[Cinéma] La Voie royale, plongée suffocante au cœur des prépas scientifiques

Capture d’écran (3186)

En 2018, le réalisateur Thomas Lilti avait réalisé Première Année, un film instructif d’un point de vue anthropologique, et que l’on recommande donc vivement à nos lecteurs, sur deux étudiants incarnés par Vincent Lacoste et William Lebghil, qui commençaient leur licence de médecine à Paris. Le cinéaste dépeignait alors un cursus universitaire dominé par l’esprit de compétition au sein duquel seuls les plus motivés parvenaient à trouver leur place. Un discours dur, sans doute réaliste, mais contrebalancé par la relation plus légère qui unissait les deux personnages principaux. Relation d’amitié basée sur l’entraide, la patience et la bienveillance.

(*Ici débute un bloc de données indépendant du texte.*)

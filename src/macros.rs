//! Literal constructors for `Decimal`.

#![forbid(unsafe_code)]

/// Create a `Decimal` from a string/number literal at **runtime**.
///
/// Parses with the strict decimal grammar and panics on invalid input
/// (use the `FromStr` impl for a fallible path).
///
/// ```rust
/// # use bigdec::dec;
/// let x = dec!(-12.34);
/// assert!(x.is_negative());
/// assert_eq!(x.to_string(), "-12.34");
/// ```
#[macro_export]
macro_rules! dec {
    ($lit:literal) => {{
        // Accept both string and numeric literals by stringifying the input
        // and trimming optional quotes from string literals.
        let raw = ::core::stringify!($lit);
        let s = raw
            .strip_prefix('"')
            .and_then(|s| s.strip_suffix('"'))
            .unwrap_or(raw);
        <$crate::Decimal as ::core::str::FromStr>::from_str(s).expect("invalid decimal literal")
    }};
}

/// Create a `Decimal` from raw parts (sign + `u64` unscaled magnitude +
/// scale), avoiding any parsing.
///
/// ```rust
/// # use bigdec::dec_parts;
/// let fee = dec_parts!(true, 25_000, 4); // -2.5000
/// assert!(fee.is_negative());
/// assert_eq!(fee.to_string(), "-2.5000");
/// ```
#[macro_export]
macro_rules! dec_parts {
    ($negative:expr, $unscaled:expr, $scale:expr) => {{
        $crate::Decimal::from_parts($negative, $unscaled, $scale)
    }};
}
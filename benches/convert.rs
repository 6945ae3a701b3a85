use core::str::FromStr;
use criterion::{criterion_group, criterion_main, BenchmarkId, Criterion, Throughput};
use std::hint::black_box;

use bigdec::Decimal;

fn mk_strings() -> Vec<String> {
    (0..1500u32)
        .map(|i| match i % 4 {
            0 => format!("{}.{:06}", i, (i * 13) % 1_000_000),
            1 => format!("-{}.{:02}", i / 100, i % 100),
            2 => format!("{}E+{}", i, i % 40),
            _ => format!("{}E-{}", i, i % 40),
        })
        .collect()
}

fn convert_benches(c: &mut Criterion) {
    let strings = mk_strings();
    let values: Vec<Decimal> = strings.iter().map(|s| Decimal::from_str(s).unwrap()).collect();

    let mut g = c.benchmark_group("convert");
    g.throughput(Throughput::Elements(strings.len() as u64));

    g.bench_with_input(BenchmarkId::new("parse", "mixed"), &strings, |b, data| {
        b.iter(|| {
            let mut digits = 0u64;
            for s in data.iter() {
                let d = Decimal::from_str(black_box(s)).unwrap();
                digits += u64::from(d.prec());
            }
            black_box(digits)
        })
    });

    g.bench_with_input(BenchmarkId::new("to_string", "mixed"), &values, |b, data| {
        b.iter(|| {
            let mut len = 0usize;
            for d in data.iter() {
                len += black_box(d).to_string().len();
            }
            black_box(len)
        })
    });

    g.finish();
}

criterion_group!(benches, convert_benches);
criterion_main!(benches);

Dans un esprit similaire, est sorti il y a quelque temps sur nos écrans La Voie royale. Réalisé par Frédéric Mermoud, le film suit le parcours de Sophie, une jeune étudiante dont les parents sont éleveurs/agriculteurs et qui, sur les conseils d’un professeur consciencieux, choisit d’entrer en prépa MPSI (Mathématiques, Physique, Sciences de l'Ingénieur) dans un lycée d’excellence en province. Loin de dénigrer ce que font ses parents ou de renier ses origines modestes, Sophie souhaite simplement se donner la possibilité d’exploiter au maximum son potentiel intellectuel. Raison pour laquelle la jeune femme ambitionne d’intégrer un jour Polytechnique… Dans cette prépa scientifique au lycée (fictif) René-Descartes, Sophie se confronte directement au mépris de classe, aux bizutages en tous genres, aux beuveries, aux propos sans cesse dévalorisants/cassants des professeurs et à la compétition extrême entre étudiants.

Étouffant

Là où Première Année fonctionnait sur un tandem pour nous expliquer les bienfaits de l’amitié et de l’entraide dans un cursus où chacun, habituellement, roule pour soi, La Voie royale se concentre sur un personnage en particulier pour, finalement, arriver au même constat. Car si Sophie va pouvoir progresser dans ses études, c’est grâce en partie à deux camarades disposés à la tirer vers le haut. Le piège étant évidemment que le temps passé ensemble ne la détourne peu à peu du travail. Heureusement, Sophie parviendra à garder les pieds sur terre pour atteindre son objectif.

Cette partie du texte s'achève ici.